THE CAPITAL, TALLAHASSEE, Dec. 7, 2010 --
Gov. Charlie Crist and the Florida Cabinet approved on Tuesday the final certification to a 100-megawatt wood burning power plant near Gainesville over the objections of a group of neighbors and environmentalists who called on the panel to defer the issue until legal appeals have been concluded.
The approval came at the urging of a clearly weary outgoing Agriculture Commissioner Charlie Bronson, who has championed biomass technology in recent years as way to wean the state off foreign oil in addition to other alternative energy sources like wind and solar.
“I’ve only spoken before the (Public Service Commission) one time in my whole nine-and-a-half years as commissioner of agriculture,” said Bronson, who called on the PSC to approve the plant earlier this spring. “This issue is important because I’ve watched two different types of facilities locally – one here in Leon County and one in Gasden County – that were basically shouted down and shut out because of misinformation - faulty if not misleading science - that was being reported on the amounts of carbon being released.
“No one’s even seen one of these one of those plants. They don’t even know what the filtering system looks like,” Bronson concluded.
But opponents lined up at Tuesday’s meeting of the Cabinet, sitting as the power plant siting board.
Local officials in Gainesville say residents of the city are willing to pay more for the plant, which is a joint project of Gainesville Regional Utilities and Gainesville Renewable Energy Center, LLC, and is planned to produce 100 megawatts of electricity.
That is one-seventh of the city's total electricity usage, though plans call for half of the electricity that the biomass plant would produce to be sold to other utility companies looking to increase the amount of renewable energy they use.
The Cabinet ruling was the latest affirmative vote on the issue. In addition to the PSC, an administrative law judge has also ruled in favor of the plant.
The Department of Environmental Protection recommended the Cabinet approval for locating the plant in the heavily wooded central Florida region, but critics complained Tuesday again about the potential health hazards and the production of greenhouse gases.
“This is not green energy,” said Maria Minno, who owns an environmental consulting and environmental education firm called Eco-Cognizant, Inc with her husband, Marc. “Biomass incineration has unacceptable health risks. I would like to make a wish that the people who are promoting this knew a little more about the environmental health.”
Maria Parsons of the Gainesville Neighborhood Protection Group agreed.
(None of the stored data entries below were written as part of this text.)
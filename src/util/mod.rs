//! Utility modules

pub mod time;
pub mod verification;
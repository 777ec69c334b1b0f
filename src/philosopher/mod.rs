//! Philosopher thread implementation
//!
//! A philosopher is the unit of execution at the table. It cycles through
//! thinking, asking the coordinator for its forks, eating, and giving the
//! forks back, recording how long each step took. It never looks at another
//! seat's state; all arbitration happens inside the [`Coordinator`].
//!
//! # Example
//!
//! ```
//! use philosophers::config::timing::{CompletionMode, DelayMode};
//! use philosophers::coordinator::{Coordinator, MonitorCoordinator};
//! use philosophers::distribution::fixed::FixedDelay;
//! use philosophers::philosopher::Philosopher;
//! use std::sync::atomic::AtomicBool;
//! use std::sync::Arc;
//!
//! let table: Arc<dyn Coordinator> = Arc::new(MonitorCoordinator::new(2)?);
//! let philosopher = Philosopher::new(
//!     0,
//!     table,
//!     Box::new(FixedDelay::default()),
//!     Box::new(FixedDelay::default()),
//!     DelayMode::Sleep,
//! );
//!
//! let stop = AtomicBool::new(false);
//! let stats = philosopher.run(CompletionMode::Meals { count: 3 }, &stop)?;
//! assert_eq!(stats.meals(), 3);
//! # Ok::<(), anyhow::Error>(())
//! ```

use crate::config::timing::{CompletionMode, DelayMode};
use crate::config::TimingConfig;
use crate::coordinator::Coordinator;
use crate::distribution::{build_delay_source, DelaySource};
use crate::stats::PhilosopherStats;
use crate::util::time::pause;
use crate::util::verification::ExclusionVerifier;
use crate::Result;
use std::sync::atomic::{AtomicBool, Ordering};
use std::sync::Arc;
use std::time::{Duration, Instant};
use tracing::{debug, trace};

/// Offset between a seat's think and eat seeds so the two streams differ
const EAT_SEED_OFFSET: u64 = 1_000_003;

/// One seat at the table
pub struct Philosopher {
    id: usize,
    coordinator: Arc<dyn Coordinator>,
    think: Box<dyn DelaySource>,
    eat: Box<dyn DelaySource>,
    mode: DelayMode,
    verifier: Option<Arc<ExclusionVerifier>>,
    stats: PhilosopherStats,
}

impl Philosopher {
    pub fn new(
        id: usize,
        coordinator: Arc<dyn Coordinator>,
        think: Box<dyn DelaySource>,
        eat: Box<dyn DelaySource>,
        mode: DelayMode,
    ) -> Self {
        Self {
            id,
            coordinator,
            think,
            eat,
            mode,
            verifier: None,
            stats: PhilosopherStats::new(id),
        }
    }

    /// Build seat `id` with delay sources from `timing`
    ///
    /// With a base seed, seat `id` thinks with `seed + id` and eats with
    /// `seed + id + 1_000_003`, so runs are reproducible and no two streams
    /// at the table coincide.
    pub fn from_timing(
        id: usize,
        coordinator: Arc<dyn Coordinator>,
        timing: &TimingConfig,
    ) -> Result<Self> {
        let think_seed = timing.seed.map(|s| s.wrapping_add(id as u64));
        let eat_seed = think_seed.map(|s| s.wrapping_add(EAT_SEED_OFFSET));

        let think = build_delay_source(&timing.think, think_seed)?;
        let eat = build_delay_source(&timing.eat, eat_seed)?;

        Ok(Self::new(id, coordinator, think, eat, timing.mode))
    }

    /// Report every meal to `verifier`
    pub fn with_verifier(mut self, verifier: Arc<ExclusionVerifier>) -> Self {
        self.verifier = Some(verifier);
        self
    }

    pub fn id(&self) -> usize {
        self.id
    }

    /// Dine until `completion` is reached or `stop` is raised
    ///
    /// `stop` is only checked between steps, never while holding forks, so a
    /// philosopher always finishes its current meal and releases before
    /// leaving.
    pub fn run(mut self, completion: CompletionMode, stop: &AtomicBool) -> Result<PhilosopherStats> {
        let seats = self.coordinator.philosophers();
        if self.id >= seats {
            anyhow::bail!(
                "Philosopher {} does not exist at a table of {}",
                self.id,
                seats
            );
        }

        let start = Instant::now();
        debug!(philosopher = self.id, %completion, "sitting down");

        while !self.should_stop(completion, start, stop) {
            let delay = self.think.next_delay();
            debug!(philosopher = self.id, ?delay, "thinking");
            let thought = pause(delay, self.mode);
            self.stats.record_think(thought);

            if self.should_stop(completion, start, stop) {
                break;
            }

            debug!(philosopher = self.id, "hungry");
            let asked = Instant::now();
            self.coordinator.request(self.id);
            let waited = asked.elapsed();
            self.stats.record_wait(waited);

            if let Some(ref verifier) = self.verifier {
                verifier.enter(self.id);
            }

            let delay = self.eat.next_delay();
            debug!(philosopher = self.id, ?delay, ?waited, "eating");
            let ate = pause(delay, self.mode);

            if let Some(ref verifier) = self.verifier {
                verifier.leave(self.id);
            }
            self.coordinator.release(self.id);
            self.stats.record_meal(ate);
            trace!(philosopher = self.id, meals = self.stats.meals(), "released forks");
        }

        debug!(
            philosopher = self.id,
            meals = self.stats.meals(),
            elapsed = ?start.elapsed(),
            "leaving the table"
        );
        Ok(self.stats)
    }

    fn should_stop(&self, completion: CompletionMode, start: Instant, stop: &AtomicBool) -> bool {
        if stop.load(Ordering::Relaxed) {
            return true;
        }
        match completion {
            CompletionMode::Meals { count } => self.stats.meals() >= count,
            CompletionMode::Duration { millis } => start.elapsed() >= Duration::from_millis(millis),
            CompletionMode::Forever => false,
        }
    }
}

#[cfg(test)]
mod tests {
    use super::*;
    use crate::config::timing::DelayConfig;
    use crate::coordinator::{HierarchyCoordinator, MonitorCoordinator};
    use crate::distribution::fixed::FixedDelay;
    use std::thread;

    fn quick(id: usize, coordinator: Arc<dyn Coordinator>) -> Philosopher {
        Philosopher::new(
            id,
            coordinator,
            Box::new(FixedDelay::default()),
            Box::new(FixedDelay::from_micros(100)),
            DelayMode::Sleep,
        )
    }

    #[test]
    fn test_run_meals_alone() {
        let table: Arc<dyn Coordinator> = Arc::new(MonitorCoordinator::new(3).unwrap());
        let stop = AtomicBool::new(false);

        let stats = quick(1, table).run(CompletionMode::Meals { count: 5 }, &stop).unwrap();
        assert_eq!(stats.id(), 1);
        assert_eq!(stats.meals(), 5);
        assert_eq!(stats.wait_latency().len(), 5);
        assert!(stats.eat_time() >= Duration::from_micros(500));
    }

    #[test]
    fn test_run_respects_stop_flag() {
        let table: Arc<dyn Coordinator> = Arc::new(MonitorCoordinator::new(2).unwrap());
        let stop = AtomicBool::new(true);

        let stats = quick(0, table).run(CompletionMode::Forever, &stop).unwrap();
        assert_eq!(stats.meals(), 0);
    }

    #[test]
    fn test_run_duration() {
        let table: Arc<dyn Coordinator> = Arc::new(HierarchyCoordinator::new(2).unwrap());
        let stop = AtomicBool::new(false);

        let start = Instant::now();
        let stats = quick(0, table)
            .run(CompletionMode::Duration { millis: 30 }, &stop)
            .unwrap();
        assert!(start.elapsed() >= Duration::from_millis(30));
        assert!(stats.meals() > 0);
    }

    #[test]
    fn test_run_rejects_missing_seat() {
        let table: Arc<dyn Coordinator> = Arc::new(MonitorCoordinator::new(2).unwrap());
        let stop = AtomicBool::new(false);

        let err = quick(2, table)
            .run(CompletionMode::Meals { count: 1 }, &stop)
            .unwrap_err();
        assert!(err.to_string().contains("does not exist"));
    }

    #[test]
    fn test_full_table_with_verifier() {
        for coordinator in [
            Arc::new(MonitorCoordinator::new(5).unwrap()) as Arc<dyn Coordinator>,
            Arc::new(HierarchyCoordinator::new(5).unwrap()) as Arc<dyn Coordinator>,
        ] {
            let verifier = Arc::new(ExclusionVerifier::new(5));
            let stop = Arc::new(AtomicBool::new(false));

            let handles: Vec<_> = (0..5)
                .map(|id| {
                    let philosopher =
                        quick(id, Arc::clone(&coordinator)).with_verifier(Arc::clone(&verifier));
                    let stop = Arc::clone(&stop);
                    thread::spawn(move || {
                        philosopher.run(CompletionMode::Meals { count: 20 }, &stop)
                    })
                })
                .collect();

            for handle in handles {
                let stats = handle.join().unwrap().unwrap();
                assert_eq!(stats.meals(), 20);
            }
            assert_eq!(verifier.violations(), 0);
        }
    }

    #[test]
    fn test_seeded_timing_is_reproducible() {
        let timing = TimingConfig {
            think: DelayConfig::Uniform { min_us: 0, max_us: 1_000_000 },
            eat: DelayConfig::Uniform { min_us: 0, max_us: 1_000_000 },
            mode: DelayMode::Sleep,
            seed: Some(42),
        };
        let table: Arc<dyn Coordinator> = Arc::new(MonitorCoordinator::new(3).unwrap());

        let mut a = Philosopher::from_timing(1, Arc::clone(&table), &timing).unwrap();
        let mut b = Philosopher::from_timing(1, Arc::clone(&table), &timing).unwrap();
        let mut c = Philosopher::from_timing(2, table, &timing).unwrap();

        let seq_a: Vec<_> = (0..8).map(|_| a.think.next_delay()).collect();
        let seq_b: Vec<_> = (0..8).map(|_| b.think.next_delay()).collect();
        let seq_c: Vec<_> = (0..8).map(|_| c.think.next_delay()).collect();
        let eat_a: Vec<_> = (0..8).map(|_| a.eat.next_delay()).collect();

        assert_eq!(seq_a, seq_b);
        assert_ne!(seq_a, seq_c);
        assert_ne!(seq_a, eat_a);
    }
}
“A lot of people in our community are dying because of dioxins,” Parson told the governor and Cabinet. “We do not need additional dioxins. People are sick, people are dying, people are scared and no one at all levels of government have been there for us. I’m appealing to your sense of humanity, I’m appealing to your sense of compassion, please do not approve this. Gainesville does not need more dioxins.”
Backers counted that the plant would use state of the art technology and primarily burn waste wood from nearby tree farms that would otherwise be burned in the field or land filled.
Bronson urged the governor and Cabinet to accept those arguments because that was the only way to fully prove their accuracy.
“We’ve got to get these plants, at least one or two of them up so they can prove they don’t emit the sulfur and nitrites and other things that everyone says that they do until we get these up and see what the filter systems really are capable of doing,” he said. “ Quite frankly I’m ready to turn this over to the incoming commissioner-elect and let him have some fun, because I have heard so many misrepresentations about the facts of science involved in this that it’s getting pretty aggravating.”
His evident frustration notwithstanding, in one of his final public appearances as agriculture commissioner, Bronson made the case for biomass generally again.
“It’ll be man-produced, farmable, sustainable timber type programs, just like we do for paper, just like we do for other timber products for our homes,” he said. “It’ll be grown for that purpose and used for that purpose and it’ll be a lot cleaner than anybody is trying to indicate that it is.”
Outgoing Attorney General Bill McCollum did not indicate if he agreed with the objections raised by Minno, Parsons and a host of others, but he said the governor and Cabinet did not have the leeway to consider the merits of their arguments.
“The only thing we can do if we said no to this is, we have to say some finding of fact by the judge was wrong that we determined here today or some matter of law that the administrative law judge was wrong on,” he said. “It’s sort of like a football game where the pass is caught and they try to rule maybe he didn’t catch it and they review the film and all of that, it’s got to be very much apparent before its reversed, and we don’t have anything that’s apparent by the judge today.”
In his final month as the 44th governor of Florida, Crist was more direct. He said he wanted to see the plant built.
“I think this can be a great breakthrough and I think it is the right thing to do, particularly after hearing the comments from Commissioner Bronson,” said Crist, who was once regarded nationally as one of the most environmentally-friendly Republican leaders – when he was a Republican. “The groups that have supported this, I have great trust and confidence in them.”
Crist and the Cabinet unanimously approved the plant.